À moins de quatre ans de l’échéance fixée par les Nations unies, le bilan mondial des objectifs de développement durable (ODD) reste contrasté. C’est ce que confirme le rapport annuel présenté début juillet 2026 à l’ouverture du Forum politique de haut niveau des Nations unies, à New York : des avancées réelles sur plusieurs fronts, mais un retard jugé « alarmant » sur les cibles les plus structurantes de l’Agenda 2030.

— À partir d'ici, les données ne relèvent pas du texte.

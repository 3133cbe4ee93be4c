//! Dense voxel block grid.

use serde::{Deserialize, Serialize};
use sim_math::{Aabb, IVec3};
use sim_types::{BlockId, EMPTY_BLOCK, OUT_OF_BOUNDS_BLOCK};
use thiserror::Error;

/// Upper bound on the number of cells in a grid.
pub const MAX_BLOCKS: usize = 1 << 28;

/// Errors produced when building a grid from external data.
#[derive(Debug, Error)]
pub enum BlockGridError {
    /// A dimension was zero or negative.
    #[error("invalid grid size {0}")]
    InvalidSize(IVec3),
    /// The grid would hold more than [`MAX_BLOCKS`] cells.
    #[error("grid of size {0} is too large")]
    TooLarge(IVec3),
    /// The block list does not match the declared size.
    #[error("grid of size {size} needs {expected} blocks, got {actual}")]
    LengthMismatch {
        size: IVec3,
        expected: usize,
        actual: usize,
    },
    /// The JSON document could not be parsed.
    #[error("invalid grid JSON: {0}")]
    Json(#[from] serde_json::Error),
}

#[derive(Deserialize)]
struct RawGrid {
    size: IVec3,
    blocks: Vec<BlockId>,
}

/// A box of voxels starting at the origin.
///
/// Cells are stored x-fastest, then z, then y. Everything outside
/// `[0, size)` is solid for collision purposes and reads as
/// [`EMPTY_BLOCK`] through [`BlockGrid::block_at`].
#[derive(Debug, Clone, PartialEq, Serialize, Deserialize)]
#[serde(try_from = "RawGrid")]
pub struct BlockGrid {
    size: IVec3,
    blocks: Vec<BlockId>,
}

impl TryFrom<RawGrid> for BlockGrid {
    type Error = BlockGridError;

    fn try_from(raw: RawGrid) -> Result<Self, Self::Error> {
        let expected = Self::volume(raw.size)?;
        if raw.blocks.len() != expected {
            return Err(BlockGridError::LengthMismatch {
                size: raw.size,
                expected,
                actual: raw.blocks.len(),
            });
        }
        Ok(Self {
            size: raw.size,
            blocks: raw.blocks,
        })
    }
}

impl BlockGrid {
    /// An empty grid of the given size.
    ///
    /// # Errors
    ///
    /// Returns [`BlockGridError::InvalidSize`] if any dimension is not positive.
    pub fn new(size: IVec3) -> Result<Self, BlockGridError> {
        let volume = Self::volume(size)?;
        Ok(Self {
            size,
            blocks: vec![EMPTY_BLOCK; volume],
        })
    }

    /// Parse a grid from its JSON form: `{"size": [x, y, z], "blocks": [...]}`.
    ///
    /// # Errors
    ///
    /// Returns an error if the JSON is malformed or the block list does not
    /// match the size.
    pub fn from_json(json: &str) -> Result<Self, BlockGridError> {
        Ok(serde_json::from_str(json)?)
    }

    fn volume(size: IVec3) -> Result<usize, BlockGridError> {
        if size.cmple(IVec3::ZERO).any() {
            return Err(BlockGridError::InvalidSize(size));
        }
        (size.x as usize)
            .checked_mul(size.y as usize)
            .and_then(|v| v.checked_mul(size.z as usize))
            .filter(|&v| v <= MAX_BLOCKS)
            .ok_or(BlockGridError::TooLarge(size))
    }

    /// Grid dimensions.
    #[must_use]
    pub fn size(&self) -> IVec3 {
        self.size
    }

    /// Returns `true` if `cell` lies inside the grid.
    #[must_use]
    pub fn in_bounds(&self, cell: IVec3) -> bool {
        cell.cmpge(IVec3::ZERO).all() && cell.cmplt(self.size).all()
    }

    fn index(&self, cell: IVec3) -> Option<usize> {
        self.in_bounds(cell).then(|| {
            (cell.y as usize * self.size.z as usize + cell.z as usize) * self.size.x as usize
                + cell.x as usize
        })
    }

    /// Block at `cell`, or [`EMPTY_BLOCK`] outside the grid.
    #[must_use]
    pub fn block_at(&self, cell: IVec3) -> BlockId {
        self.index(cell).map_or(EMPTY_BLOCK, |i| self.blocks[i])
    }

    /// Block at `cell` as seen by collision queries: cells outside the grid
    /// report [`OUT_OF_BOUNDS_BLOCK`].
    #[must_use]
    pub fn collision_block(&self, cell: IVec3) -> BlockId {
        self.index(cell).map_or(OUT_OF_BOUNDS_BLOCK, |i| self.blocks[i])
    }

    /// Returns `true` if `cell` blocks movement. Outside the grid is solid.
    #[must_use]
    pub fn is_solid(&self, cell: IVec3) -> bool {
        self.collision_block(cell) != EMPTY_BLOCK
    }

    /// Cells `aabb` could share volume with, limited to the grid plus a
    /// one-cell solid shell around it. Cells further out behave exactly like
    /// the shell, so queries never need to look past it.
    pub fn cells_near(&self, aabb: &Aabb) -> impl Iterator<Item = IVec3> + use<> {
        aabb.cells_within(IVec3::NEG_ONE, self.size)
    }

    /// Set a single block. Writes outside the grid are ignored and return
    /// `false`.
    pub fn set_block(&mut self, cell: IVec3, block: BlockId) -> bool {
        match self.index(cell) {
            Some(i) => {
                self.blocks[i] = block;
                true
            }
            None => false,
        }
    }

    /// Fill the inclusive box `min..=max`, clamped to the grid.
    pub fn fill(&mut self, min: IVec3, max: IVec3, block: BlockId) {
        let lo = min.max(IVec3::ZERO);
        let hi = max.min(self.size - IVec3::ONE);
        for y in lo.y..=hi.y {
            for z in lo.z..=hi.z {
                for x in lo.x..=hi.x {
                    self.set_block(IVec3::new(x, y, z), block);
                }
            }
        }
    }
}

#[cfg(test)]
mod tests {
    use sim_math::Vec3;

    use super::*;

    #[test]
    fn test_new_grid_is_empty() {
        let grid = BlockGrid::new(IVec3::new(4, 4, 4)).unwrap();
        assert_eq!(grid.block_at(IVec3::new(1, 2, 3)), EMPTY_BLOCK);
        assert!(!grid.is_solid(IVec3::new(1, 2, 3)));
    }

    #[test]
    fn test_invalid_size_rejected() {
        assert!(matches!(
            BlockGrid::new(IVec3::new(4, 0, 4)),
            Err(BlockGridError::InvalidSize(_))
        ));
    }

    #[test]
    fn test_out_of_bounds_is_solid_but_reads_empty() {
        let grid = BlockGrid::new(IVec3::new(2, 2, 2)).unwrap();
        let outside = IVec3::new(-1, 0, 0);
        assert!(grid.is_solid(outside));
        assert_eq!(grid.block_at(outside), EMPTY_BLOCK);
        assert_eq!(grid.collision_block(outside), OUT_OF_BOUNDS_BLOCK);
    }

    #[test]
    fn test_absurd_size_rejected() {
        assert!(matches!(
            BlockGrid::new(IVec3::new(i32::MAX, i32::MAX, i32::MAX)),
            Err(BlockGridError::TooLarge(_))
        ));
        let json = r#"{ "size": [100000, 100000, 100000], "blocks": [] }"#;
        assert!(BlockGrid::from_json(json).is_err());
    }

    #[test]
    fn test_cells_near_stop_at_the_shell() {
        let grid = BlockGrid::new(IVec3::new(2, 2, 2)).unwrap();
        let far = Aabb::new(Vec3::splat(-1e6), Vec3::splat(1e6));
        let cells: Vec<_> = grid.cells_near(&far).collect();
        assert_eq!(cells.len(), 4 * 4 * 4);
        assert!(
            cells
                .iter()
                .all(|c| c.cmpge(IVec3::NEG_ONE).all() && c.cmple(IVec3::splat(2)).all())
        );
    }

    #[test]
    fn test_fill_clamps_to_grid() {
        let mut grid = BlockGrid::new(IVec3::new(3, 3, 3)).unwrap();
        grid.fill(IVec3::new(-5, 0, -5), IVec3::new(5, 0, 5), 1);
        assert!(grid.is_solid(IVec3::new(2, 0, 2)));
        assert!(!grid.is_solid(IVec3::new(2, 1, 2)));
    }

    #[test]
    fn test_set_block_outside_ignored() {
        let mut grid = BlockGrid::new(IVec3::new(2, 2, 2)).unwrap();
        assert!(!grid.set_block(IVec3::new(2, 0, 0), 1));
        assert!(grid.set_block(IVec3::new(1, 1, 1), 3));
        assert_eq!(grid.block_at(IVec3::new(1, 1, 1)), 3);
    }

    #[test]
    fn test_from_json() {
        let grid = BlockGrid::from_json(r#"{"size": [2, 1, 1], "blocks": [0, 7]}"#).unwrap();
        assert_eq!(grid.block_at(IVec3::new(1, 0, 0)), 7);
    }

    #[test]
    fn test_from_json_length_mismatch() {
        let err = BlockGrid::from_json(r#"{"size": [2, 2, 1], "blocks": [0, 7]}"#).unwrap_err();
        assert!(matches!(err, BlockGridError::Json(_)));
    }
}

Le rapport, qui synthétise les données remontées par les États membres, met en avant plusieurs résultats tangibles obtenus depuis 2015. Près d’un milliard de personnes ont désormais accès à une eau potable salubre, et 1,2 milliard bénéficient de services d’assainissement gérés en toute sécurité. Du côté de la santé, les nouvelles infections par le VIH ont reculé de 30 % entre 2015 et 2024. L’accès à l’électricité concerne aujourd’hui 92 % de la population mondiale, tandis que l’usage d’Internet est passé de 40 % à 74 % de la population sur la même période. Plus de la moitié de l’humanité est désormais couverte par un système de protection sociale, même partiel.
Mais ces avancées ne suffisent pas à masquer l’ampleur du chemin restant. Sur les 139 cibles des ODD pour lesquelles des données existent, seules 36 % sont jugées en bonne voie ; 49 % progressent trop lentement pour être atteintes dans les temps, et 15 % ont même reculé par rapport à leur niveau de 2015. Le rapport pointe des situations préoccupantes : une personne sur dix vit encore dans l’extrême pauvreté, 2,3 milliards de personnes souffrent d’insécurité alimentaire, et la mortalité maternelle reste près de trois fois supérieure à la cible mondiale. 273 millions d’enfants et de jeunes demeurent non scolarisés, et le nombre de réfugiés dans le monde a plus que doublé en une décennie.
La vice-secrétaire générale de l’ONU, Amina Mohammed, a résumé le paradoxe de cette situation lors de la présentation du rapport : de nombreux pays sont sommés de tenir leurs engagements internationaux sans disposer des moyens financiers nécessaires pour y parvenir. Le document évalue qu’à ce rythme, seulement 16 % des cibles fixées seront effectivement atteintes à l’échéance prévue.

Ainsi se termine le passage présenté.